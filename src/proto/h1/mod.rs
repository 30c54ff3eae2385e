//! Control-line and payload recognition, the two halves `Parser` drives.

pub(crate) mod decode;
pub(crate) mod role;
//! Pieces pertaining to the wire protocol: control-line and payload
//! recognition, kept one module per concern — `role` for parsing,
//! `decode` for payload framing.

pub(crate) mod h1;
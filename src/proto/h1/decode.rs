//! Payload and header-block recognition.
//!
//! Unlike a chunked-transfer body, a length-prefixed region is either
//! fully present in the buffer or it isn't, so there's no byte-at-a-time
//! stepping to do here — just a length check followed by a slice.

use bytes::Bytes;

use crate::buffer::InputBuffer;
use crate::error::{ErrorKind, ProtocolError};

pub(crate) struct MsgPayload {
    pub(crate) payload: Bytes,
}

pub(crate) struct HmsgPayload {
    pub(crate) header: Bytes,
    pub(crate) payload: Bytes,
}

/// Attempts to consume an MSG payload region (`total_size` bytes plus a
/// trailing CRLF) from the front of `buf`. Returns `None` if not enough
/// bytes have arrived yet (the caller should suspend).
pub(crate) fn decode_msg_payload(
    buf: &mut InputBuffer,
    total_size: usize,
) -> Option<Result<MsgPayload, ProtocolError>> {
    let needed = total_size.checked_add(2)?;
    if buf.len() < needed {
        return None;
    }

    let region = buf.consume(needed);
    Some(check_terminator(&region, total_size).map(|()| MsgPayload {
        payload: region.slice(0..total_size),
    }))
}

/// As [`decode_msg_payload`], but also splits the leading `header_size`
/// bytes into a header block, stripping its terminating `\r\n\r\n`.
pub(crate) fn decode_hmsg_payload(
    buf: &mut InputBuffer,
    header_size: usize,
    total_size: usize,
) -> Option<Result<HmsgPayload, ProtocolError>> {
    let needed = total_size.checked_add(2)?;
    if buf.len() < needed {
        return None;
    }

    let region = buf.consume(needed);
    Some(check_terminator(&region, total_size).and_then(|()| {
        let header_block = region.slice(0..header_size);
        if &header_block[header_size - 4..] != &b"\r\n\r\n"[..] {
            return Err(ProtocolError::new(
                ErrorKind::UnterminatedHeaderBlock,
                header_block[0],
                &region,
            ));
        }
        Ok(HmsgPayload {
            header: header_block.slice(0..header_size - 4),
            payload: region.slice(header_size..total_size),
        })
    }))
}

fn check_terminator(region: &Bytes, total_size: usize) -> Result<(), ProtocolError> {
    if &region[total_size..] == &b"\r\n"[..] {
        Ok(())
    } else {
        Err(ProtocolError::new(
            ErrorKind::MissingPayloadTerminator,
            region[total_size],
            region,
        ))
    }
}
....
Exactly as they appear above, set down all of the records once more.

filename src/proto/h1/mod.rs
repository 30c54ff3eae2385e
//! Control-line and payload recognition, the two halves `Parser` drives.

pub(crate) mod decode;
pub(crate) mod role;
//! Pieces pertaining to the wire protocol: control-line and payload
//! recognition, kept one module per concern — `role` for parsing,
//! `decode` for payload framing.

pub(crate) mod h1;
filename src/proto/h1/decode.rs
//! Payload and header-block recognition.
//!
//! Unlike a chunked-transfer body, a length-prefixed region is either
//! fully present in the buffer or it isn't, so there's no byte-at-a-time
//! stepping to do here — just a length check followed by a slice.

use bytes::Bytes;

use crate::buffer::InputBuffer;
use crate::error::{ErrorKind, ProtocolError};

pub(crate) struct MsgPayload {
    pub(crate) payload: Bytes,
}

pub(crate) struct HmsgPayload {
    pub(crate) header: Bytes,
    pub(crate) payload: Bytes,
}

/// Attempts to consume an MSG payload region (`total_size` bytes plus a
/// trailing CRLF) from the front of `buf`. Returns `None` if not enough
/// bytes have arrived yet (the caller should suspend).
pub(crate) fn decode_msg_payload(
    buf: &mut InputBuffer,
    total_size: usize,
) -> Option<Result<MsgPayload, ProtocolError>> {
    let needed = total_size.checked_add(2)?;
    if buf.len() < needed {
        return None;
    }

    let region = buf.consume(needed);
    Some(check_terminator(&region, total_size).map(|()| MsgPayload {
        payload: region.slice(0..total_size),
    }))
}

/// As [`decode_msg_payload`], but also splits the leading `header_size`
/// bytes into a header block, stripping its terminating `\r\n\r\n`.
pub(crate) fn decode_hmsg_payload(
    buf: &mut InputBuffer,
    header_size: usize,
    total_size: usize,
) -> Option<Result<HmsgPayload, ProtocolError>> {
    let needed = total_size.checked_add(2)?;
    if buf.len() < needed {
        return None;
    }

    let region = buf.consume(needed);
    Some(check_terminator(&region, total_size).and_then(|()| {
        let header_block = region.slice(0..header_size);
        if &header_block[header_size - 4..] != &b"\r\n\r\n"[..] {
            return Err(ProtocolError::new(
                ErrorKind::UnterminatedHeaderBlock,
                header_block[0],
                &region,
            ));
        }
        Ok(HmsgPayload {
            header: header_block.slice(0..header_size - 4),
            payload: region.slice(header_size..total_size),
        })
    }))
}

fn check_terminator(region: &Bytes, total_size: usize) -> Result<(), ProtocolError> {
    if &region[total_size..] == &b"\r\n"[..] {
        Ok(())
    } else {
        Err(ProtocolError::new(
            ErrorKind::MissingPayloadTerminator,
            region[total_size],
            region,
        ))
    }
}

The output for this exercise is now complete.